**Task to complete**
Search the records for the word "items" and copy each line in which it appears.

Entries taken from a collection
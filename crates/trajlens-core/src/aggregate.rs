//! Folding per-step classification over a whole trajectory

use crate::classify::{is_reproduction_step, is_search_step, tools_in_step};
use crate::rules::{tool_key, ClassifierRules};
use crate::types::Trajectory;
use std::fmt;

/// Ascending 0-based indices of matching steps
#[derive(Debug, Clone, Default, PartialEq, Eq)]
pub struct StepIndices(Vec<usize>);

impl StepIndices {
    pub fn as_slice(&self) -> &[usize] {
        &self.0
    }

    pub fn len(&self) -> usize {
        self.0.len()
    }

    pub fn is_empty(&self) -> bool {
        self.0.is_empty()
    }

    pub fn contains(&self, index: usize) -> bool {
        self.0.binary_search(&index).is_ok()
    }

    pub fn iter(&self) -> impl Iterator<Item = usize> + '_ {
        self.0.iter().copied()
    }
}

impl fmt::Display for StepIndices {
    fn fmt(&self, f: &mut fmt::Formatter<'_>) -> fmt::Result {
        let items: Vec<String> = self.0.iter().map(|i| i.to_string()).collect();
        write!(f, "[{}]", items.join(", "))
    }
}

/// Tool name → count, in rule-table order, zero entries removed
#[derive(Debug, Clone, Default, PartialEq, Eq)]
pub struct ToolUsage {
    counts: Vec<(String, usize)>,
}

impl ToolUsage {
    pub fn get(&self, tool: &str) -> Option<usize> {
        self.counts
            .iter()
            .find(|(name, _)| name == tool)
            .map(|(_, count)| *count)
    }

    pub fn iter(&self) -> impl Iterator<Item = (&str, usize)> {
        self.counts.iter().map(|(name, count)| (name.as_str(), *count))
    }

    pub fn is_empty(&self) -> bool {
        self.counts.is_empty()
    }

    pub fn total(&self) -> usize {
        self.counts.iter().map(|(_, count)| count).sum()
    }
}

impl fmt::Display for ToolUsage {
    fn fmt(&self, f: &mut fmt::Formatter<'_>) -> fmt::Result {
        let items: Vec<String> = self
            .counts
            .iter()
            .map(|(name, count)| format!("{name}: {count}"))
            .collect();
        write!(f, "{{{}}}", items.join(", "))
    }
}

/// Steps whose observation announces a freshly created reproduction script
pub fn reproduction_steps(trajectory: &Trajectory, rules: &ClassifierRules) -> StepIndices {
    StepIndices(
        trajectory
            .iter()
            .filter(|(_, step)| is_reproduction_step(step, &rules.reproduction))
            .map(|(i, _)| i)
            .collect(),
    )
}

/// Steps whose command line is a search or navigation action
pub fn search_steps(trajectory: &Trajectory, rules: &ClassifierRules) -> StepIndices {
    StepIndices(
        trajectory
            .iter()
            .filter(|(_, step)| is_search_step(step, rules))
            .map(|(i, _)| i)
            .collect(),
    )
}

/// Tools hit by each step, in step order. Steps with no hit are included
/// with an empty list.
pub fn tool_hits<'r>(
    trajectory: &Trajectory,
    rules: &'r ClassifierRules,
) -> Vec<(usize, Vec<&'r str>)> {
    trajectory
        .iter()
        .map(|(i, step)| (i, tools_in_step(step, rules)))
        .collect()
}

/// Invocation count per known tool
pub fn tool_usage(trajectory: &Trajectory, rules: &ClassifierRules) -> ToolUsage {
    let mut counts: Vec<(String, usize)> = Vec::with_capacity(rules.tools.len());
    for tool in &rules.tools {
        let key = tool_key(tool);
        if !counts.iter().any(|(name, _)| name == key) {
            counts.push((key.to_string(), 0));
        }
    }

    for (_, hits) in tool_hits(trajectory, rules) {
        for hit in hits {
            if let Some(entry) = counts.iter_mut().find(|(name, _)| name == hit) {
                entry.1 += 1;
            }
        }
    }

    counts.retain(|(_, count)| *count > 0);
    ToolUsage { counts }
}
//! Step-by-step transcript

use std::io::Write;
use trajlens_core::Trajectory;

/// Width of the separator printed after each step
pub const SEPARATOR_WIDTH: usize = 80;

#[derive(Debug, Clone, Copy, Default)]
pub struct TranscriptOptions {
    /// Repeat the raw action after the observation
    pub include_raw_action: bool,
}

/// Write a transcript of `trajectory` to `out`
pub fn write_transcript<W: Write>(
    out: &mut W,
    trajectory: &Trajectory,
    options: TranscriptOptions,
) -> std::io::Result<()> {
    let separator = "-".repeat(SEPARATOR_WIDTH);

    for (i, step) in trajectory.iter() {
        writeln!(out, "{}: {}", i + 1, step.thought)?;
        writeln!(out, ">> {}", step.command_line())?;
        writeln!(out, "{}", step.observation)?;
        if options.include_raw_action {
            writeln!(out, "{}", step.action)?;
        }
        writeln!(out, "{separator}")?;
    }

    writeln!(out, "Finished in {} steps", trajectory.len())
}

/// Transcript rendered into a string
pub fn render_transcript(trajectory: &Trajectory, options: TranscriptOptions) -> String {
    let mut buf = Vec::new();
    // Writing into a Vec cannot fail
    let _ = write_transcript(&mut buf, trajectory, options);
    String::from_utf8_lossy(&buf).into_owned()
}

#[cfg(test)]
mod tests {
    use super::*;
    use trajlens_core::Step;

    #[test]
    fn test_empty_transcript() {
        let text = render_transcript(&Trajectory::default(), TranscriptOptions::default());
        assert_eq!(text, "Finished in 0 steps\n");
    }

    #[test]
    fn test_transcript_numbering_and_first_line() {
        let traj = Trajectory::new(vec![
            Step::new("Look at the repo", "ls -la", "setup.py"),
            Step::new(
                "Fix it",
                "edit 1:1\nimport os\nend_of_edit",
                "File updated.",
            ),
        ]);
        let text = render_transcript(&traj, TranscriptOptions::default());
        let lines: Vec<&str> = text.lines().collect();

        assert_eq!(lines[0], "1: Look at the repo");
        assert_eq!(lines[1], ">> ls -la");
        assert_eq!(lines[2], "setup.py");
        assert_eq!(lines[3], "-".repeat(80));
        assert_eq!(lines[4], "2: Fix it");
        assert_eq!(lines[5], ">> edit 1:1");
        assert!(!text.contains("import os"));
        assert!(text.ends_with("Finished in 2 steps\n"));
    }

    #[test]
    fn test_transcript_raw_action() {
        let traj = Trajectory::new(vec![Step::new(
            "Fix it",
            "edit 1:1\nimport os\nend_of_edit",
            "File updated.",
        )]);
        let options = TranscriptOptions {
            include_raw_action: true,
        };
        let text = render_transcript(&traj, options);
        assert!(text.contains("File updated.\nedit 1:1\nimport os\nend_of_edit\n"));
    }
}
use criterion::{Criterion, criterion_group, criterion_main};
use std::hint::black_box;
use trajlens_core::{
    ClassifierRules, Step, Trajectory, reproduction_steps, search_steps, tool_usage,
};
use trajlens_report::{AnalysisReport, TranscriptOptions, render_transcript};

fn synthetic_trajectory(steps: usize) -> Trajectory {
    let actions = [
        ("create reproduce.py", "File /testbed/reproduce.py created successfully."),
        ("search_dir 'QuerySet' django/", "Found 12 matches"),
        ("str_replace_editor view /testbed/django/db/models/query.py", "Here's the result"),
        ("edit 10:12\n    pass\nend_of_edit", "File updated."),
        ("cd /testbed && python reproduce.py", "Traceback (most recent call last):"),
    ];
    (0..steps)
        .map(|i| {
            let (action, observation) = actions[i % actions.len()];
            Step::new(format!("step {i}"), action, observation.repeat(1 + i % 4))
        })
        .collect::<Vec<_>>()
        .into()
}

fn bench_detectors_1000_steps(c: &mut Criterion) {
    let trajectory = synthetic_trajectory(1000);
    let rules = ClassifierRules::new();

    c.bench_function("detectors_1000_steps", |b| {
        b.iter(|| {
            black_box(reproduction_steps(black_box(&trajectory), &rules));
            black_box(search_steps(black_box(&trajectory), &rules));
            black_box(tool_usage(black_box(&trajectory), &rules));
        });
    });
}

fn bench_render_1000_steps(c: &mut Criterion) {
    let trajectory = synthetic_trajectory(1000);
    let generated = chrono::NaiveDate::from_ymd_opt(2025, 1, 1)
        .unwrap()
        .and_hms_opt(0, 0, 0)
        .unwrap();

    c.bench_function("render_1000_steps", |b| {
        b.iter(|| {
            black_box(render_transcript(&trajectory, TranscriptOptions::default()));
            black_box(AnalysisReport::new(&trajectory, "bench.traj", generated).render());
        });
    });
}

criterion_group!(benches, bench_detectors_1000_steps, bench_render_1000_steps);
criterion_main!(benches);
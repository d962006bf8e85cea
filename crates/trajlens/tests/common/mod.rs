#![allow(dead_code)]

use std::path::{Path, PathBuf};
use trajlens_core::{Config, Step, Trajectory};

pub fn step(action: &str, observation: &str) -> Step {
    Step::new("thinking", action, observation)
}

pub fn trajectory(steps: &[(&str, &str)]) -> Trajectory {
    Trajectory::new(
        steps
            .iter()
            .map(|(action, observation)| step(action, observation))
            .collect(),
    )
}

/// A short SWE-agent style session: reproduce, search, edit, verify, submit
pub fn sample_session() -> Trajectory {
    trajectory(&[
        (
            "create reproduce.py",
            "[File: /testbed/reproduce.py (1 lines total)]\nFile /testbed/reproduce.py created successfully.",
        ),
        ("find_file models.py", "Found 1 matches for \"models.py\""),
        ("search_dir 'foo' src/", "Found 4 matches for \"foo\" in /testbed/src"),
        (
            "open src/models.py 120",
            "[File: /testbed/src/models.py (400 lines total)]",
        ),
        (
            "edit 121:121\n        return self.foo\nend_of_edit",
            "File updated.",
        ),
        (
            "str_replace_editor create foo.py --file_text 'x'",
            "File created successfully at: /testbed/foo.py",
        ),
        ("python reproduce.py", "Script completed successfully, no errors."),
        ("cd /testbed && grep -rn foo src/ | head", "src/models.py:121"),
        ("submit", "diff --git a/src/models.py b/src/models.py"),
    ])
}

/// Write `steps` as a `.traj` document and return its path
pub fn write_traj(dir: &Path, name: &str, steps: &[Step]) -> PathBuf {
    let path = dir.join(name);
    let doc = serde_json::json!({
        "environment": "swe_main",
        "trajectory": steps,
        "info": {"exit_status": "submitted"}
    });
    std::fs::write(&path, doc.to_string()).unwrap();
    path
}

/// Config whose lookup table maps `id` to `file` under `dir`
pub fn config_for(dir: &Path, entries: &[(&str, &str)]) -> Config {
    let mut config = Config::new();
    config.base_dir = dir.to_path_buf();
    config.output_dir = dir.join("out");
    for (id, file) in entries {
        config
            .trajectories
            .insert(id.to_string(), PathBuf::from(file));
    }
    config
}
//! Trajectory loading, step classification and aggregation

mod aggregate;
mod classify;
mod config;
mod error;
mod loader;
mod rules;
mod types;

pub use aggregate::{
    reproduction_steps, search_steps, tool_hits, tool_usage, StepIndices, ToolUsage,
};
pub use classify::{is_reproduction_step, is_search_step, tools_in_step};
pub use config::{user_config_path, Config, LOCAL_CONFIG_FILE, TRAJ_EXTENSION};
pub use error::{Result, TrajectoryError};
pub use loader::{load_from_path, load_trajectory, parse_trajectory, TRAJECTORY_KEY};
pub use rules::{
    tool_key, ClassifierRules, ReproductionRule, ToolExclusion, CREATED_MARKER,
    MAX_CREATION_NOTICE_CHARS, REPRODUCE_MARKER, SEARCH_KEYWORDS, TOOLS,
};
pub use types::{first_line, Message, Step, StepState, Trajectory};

**Exercise solution**
        let items: Vec<String> = self.0.iter().map(|i| i.to_string()).collect();
        write!(f, "[{}]", items.join(", "))
        let items: Vec<String> = self
        write!(f, "{{{}}}", items.join(", "))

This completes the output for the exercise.